山本:芸の世界で思い出に残る方はおられますか
春之輔氏:そうですね。結構長いこと可愛がってくれたのは、みやこ蝶々さんですね。蝶々さんは子供さんがいらっしゃらない、いうことで、ものすごい 良くしてくれましてね。一番長い時間2人きりでお話したのは、蝶々さんの箕面のお家で、午前10時半から11時にお伺いして、昼ご飯を頂いて、深夜の2時か2時半ぐらいまで2人っきりで。したがって将棋は2回できるわけですよ。昼間はよろしいんですけど、夜は酒の気配が全くないと。それで蝶々さんは酒は一滴も飲めませんので、僕は、この家には栓をしゅっと抜いたらしゅぱっと泡の出るそんな物は無いんですか?と尋ねましたら、小瓶が出て来て。こんなんぐっと飲んだらおしまいのもんですよ。はっきりいって量が入ってないんですから。またそれも1本だけですか、いうたら、これやさかい私は酒飲み嫌いやねんと。それでちびちびと頂きながらね、お話ししたものですよ。で、話はなんやというと、もちろん堂々巡りになったり、同じこと話してることもあるんですけどね。いままでなんべん蝶々先生のその話を聞いたんやろか、というのもあって。ただ、失礼ながら、まあ合うというのか。それで、お前どうせ暇やろ、というのでお伺いしたんですけど。ほなもう帰りますわ、言うたら、なんやお前帰んのか、そう言うて寂しそうな顔をしはるんですよね。まあもちろんお家に泊めていただいたこともあるんですけどもね。ずいぶん世話になりました。
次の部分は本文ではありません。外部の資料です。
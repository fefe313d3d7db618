//! Tile naming.
//!
//! Tiles are named after their integer southwest corner:
//! `{N|S}{2-digit lat}{E|W}{3-digit lon}`, e.g. latitude 7 / longitude −13
//! is `N07W013`. Distinct corners always produce distinct names.

/// Canonical tile name for the integer (lon, lat) southwest corner.
///
/// # Examples
///
/// ```
/// use hgtfetch::filename::tile_name;
///
/// assert_eq!(tile_name(-13, 7), "N07W013");
/// assert_eq!(tile_name(5, -2), "S02E005");
/// assert_eq!(tile_name(0, 0), "N00E000");
/// ```
pub fn tile_name(lon: i32, lat: i32) -> String {
    let lat_prefix = if lat < 0 { 'S' } else { 'N' };
    let lon_prefix = if lon < 0 { 'W' } else { 'E' };
    format!(
        "{}{:02}{}{:03}",
        lat_prefix,
        lat.abs(),
        lon_prefix,
        lon.abs()
    )
}

/// Parse a tile name back to its (lon, lat) southwest corner.
///
/// Accepts bare names, paths, an optional `.hgt` suffix and either case —
/// archive members and local files are not always consistently cased.
/// Returns `None` if the name does not follow the convention.
///
/// # Examples
///
/// ```
/// use hgtfetch::filename::parse_tile_name;
///
/// assert_eq!(parse_tile_name("N07W013"), Some((-13, 7)));
/// assert_eq!(parse_tile_name("/data/VIEW3/s02e005.hgt"), Some((5, -2)));
/// assert_eq!(parse_tile_name("invalid"), None);
/// ```
pub fn parse_tile_name(name: &str) -> Option<(i32, i32)> {
    let base = name
        .rsplit(['/', '\\'])
        .next()
        .unwrap_or(name);
    let base = base.strip_suffix(".hgt").unwrap_or(base);

    if base.len() != 7 || !base.is_ascii() {
        return None;
    }

    let lat_sign = match base.as_bytes()[0] {
        b'N' | b'n' => 1,
        b'S' | b's' => -1,
        _ => return None,
    };
    let lat: i32 = base[1..3].parse().ok()?;

    let lon_sign = match base.as_bytes()[3] {
        b'E' | b'e' => 1,
        b'W' | b'w' => -1,
        _ => return None,
    };
    let lon: i32 = base[4..7].parse().ok()?;

    Some((lon * lon_sign, lat * lat_sign))
}
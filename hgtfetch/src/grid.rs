//! Integer degree-grid utilities.
//!
//! Tile boundaries sit on whole-degree lines, so every selection starts by
//! snapping real-valued coordinates to the enclosing integer grid. Lower
//! bounds snap down, upper bounds snap up, and a coordinate already on a
//! grid line stays put — an area ending exactly on a degree line must not
//! pull in the tile beyond it.

use std::ops::Range;

use crate::error::{FetchError, Result};

/// Greatest integer grid line at or below `x`.
pub fn grid_floor(x: f64) -> i32 {
    x.floor() as i32
}

/// Smallest integer grid line at or above `x`.
pub fn grid_ceil(x: f64) -> i32 {
    x.ceil() as i32
}

/// Ascending range of integer grid lines inside the span of the two
/// (possibly unordered) reals: both ends are snapped up, so an integral
/// lower endpoint is included and an integral upper endpoint is not.
/// Used to enumerate which grid lines a polygon edge crosses.
pub fn grid_range(a: f64, b: f64) -> Range<i32> {
    let (lo, hi) = if a <= b { (a, b) } else { (b, a) };
    grid_ceil(lo)..grid_ceil(hi)
}

/// A grid-aligned half-open bounding box in whole degrees.
///
/// `min_lon > max_lon` signals a box wrapping the ±180° meridian;
/// `min_lat < max_lat` always holds for non-empty areas.
#[derive(Debug, Clone, Copy, PartialEq, Eq)]
pub struct BoundingBox {
    pub min_lon: i32,
    pub min_lat: i32,
    pub max_lon: i32,
    pub max_lat: i32,
}

impl BoundingBox {
    /// Parse an area specification `minLon:minLat:maxLon:maxLat` of four
    /// colon-separated real numbers, subtract the coordinate offset, and
    /// expand outward to whole-degree boundaries.
    pub fn from_area(area: &str, corrx: f64, corry: f64) -> Result<Self> {
        let parts: Vec<f64> = area
            .split(':')
            .map(|v| v.trim().parse::<f64>())
            .collect::<std::result::Result<_, _>>()
            .map_err(|_| FetchError::AreaFormat {
                spec: area.to_string(),
            })?;
        let [min_lon, min_lat, max_lon, max_lat] = parts[..] else {
            return Err(FetchError::AreaFormat {
                spec: area.to_string(),
            });
        };
        Ok(Self {
            min_lon: grid_floor(min_lon - corrx),
            min_lat: grid_floor(min_lat - corry),
            max_lon: grid_ceil(max_lon - corrx),
            max_lat: grid_ceil(max_lat - corry),
        })
    }

    /// Whether the box wraps the ±180° meridian.
    pub fn wraps_antimeridian(&self) -> bool {
        self.min_lon > self.max_lon
    }
}

#[cfg(test)]
mod tests {
    use super::*;

    #[test]
    fn test_grid_floor_ceil() {
        assert_eq!(grid_floor(2.7), 2);
        assert_eq!(grid_floor(-2.7), -3);
        assert_eq!(grid_floor(2.0), 2);
        assert_eq!(grid_floor(-2.0), -2);
        assert_eq!(grid_ceil(2.3), 3);
        assert_eq!(grid_ceil(-2.3), -2);
        assert_eq!(grid_ceil(2.0), 2);
        assert_eq!(grid_ceil(-2.0), -2);
    }

    #[test]
    fn test_grid_range() {
        assert_eq!(grid_range(0.5, 2.5).collect::<Vec<_>>(), vec![1, 2]);
        // unordered endpoints sort first
        assert_eq!(grid_range(2.5, 0.5).collect::<Vec<_>>(), vec![1, 2]);
        assert_eq!(grid_range(-1.5, 0.5).collect::<Vec<_>>(), vec![-1, 0]);
        // no grid line inside the span
        assert_eq!(grid_range(0.2, 0.8).count(), 0);
        // integral lower endpoint is included, integral upper is not
        assert_eq!(grid_range(0.0, 2.0).collect::<Vec<_>>(), vec![0, 1]);
    }

    #[test]
    fn test_bbox_integral_area_is_identity() {
        let bbox = BoundingBox::from_area("10:20:12:22", 0.0, 0.0).unwrap();
        assert_eq!(
            bbox,
            BoundingBox {
                min_lon: 10,
                min_lat: 20,
                max_lon: 12,
                max_lat: 22
            }
        );
    }

    #[test]
    fn test_bbox_expands_outward() {
        let bbox = BoundingBox::from_area("9.5:19.5:10.5:20.5", 0.0, 0.0).unwrap();
        assert_eq!(
            bbox,
            BoundingBox {
                min_lon: 9,
                min_lat: 19,
                max_lon: 11,
                max_lat: 21
            }
        );
    }

    #[test]
    fn test_bbox_around_origin() {
        let bbox = BoundingBox::from_area("-1:-1:1:1", 0.0, 0.0).unwrap();
        assert_eq!(
            bbox,
            BoundingBox {
                min_lon: -1,
                min_lat: -1,
                max_lon: 1,
                max_lat: 1
            }
        );
        let bbox = BoundingBox::from_area("-0.5:-0.5:0.5:0.5", 0.0, 0.0).unwrap();
        assert_eq!(
            bbox,
            BoundingBox {
                min_lon: -1,
                min_lat: -1,
                max_lon: 1,
                max_lat: 1
            }
        );
    }

    #[test]
    fn test_bbox_offset_subtracted() {
        let bbox = BoundingBox::from_area("10:20:12:22", 0.5, 0.25).unwrap();
        assert_eq!(
            bbox,
            BoundingBox {
                min_lon: 9,
                min_lat: 19,
                max_lon: 12,
                max_lat: 22
            }
        );
    }

    #[test]
    fn test_bbox_wraparound_flag() {
        let bbox = BoundingBox::from_area("179:0:-179:1", 0.0, 0.0).unwrap();
        assert!(bbox.wraps_antimeridian());
        let bbox = BoundingBox::from_area("10:20:12:22", 0.0, 0.0).unwrap();
        assert!(!bbox.wraps_antimeridian());
    }

    #[test]
    fn test_bbox_bad_specs() {
        for spec in ["", "1:2:3", "1:2:3:4:5", "a:b:c:d", "1:2:3:x"] {
            assert!(
                matches!(
                    BoundingBox::from_area(spec, 0.0, 0.0),
                    Err(FetchError::AreaFormat { .. })
                ),
                "spec {spec:?} should fail"
            );
        }
    }
}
山本:もう蝶々さん亡くなられて何年ぐらいなんですかね。
春之輔氏:それがね、そうやってはっきりせんというのはね、十三回忌、十七回忌とかの知らせが全くないんですよ。
山本:寂しいですね。
春之輔氏:そら寂しいですよ。時々、生玉神社の近くにあるお寺、あの近辺まで行ったらお墓の前で手を合わさせてもらってますけど。そういう行事がなくなってしまうのは寂しいですね。やっぱり十三回忌や十七回忌やそういう節目、節目は大事なことやと思うんです。良い言い方かはわからんけれども、一族郎党のためにもね。そういうのは残していくべきものやと、それは思いますよ。
山本:寂しいですね。本日は本当に色々お話聞かせていただいてありがとうございます。また、襲名の際には駆けつけたいと思っています。
春之輔氏:その節には、2月11日、松竹座という。まだ正式には発表しておりませんけれども、発表しました折にはひとつよろしくお願いいたします。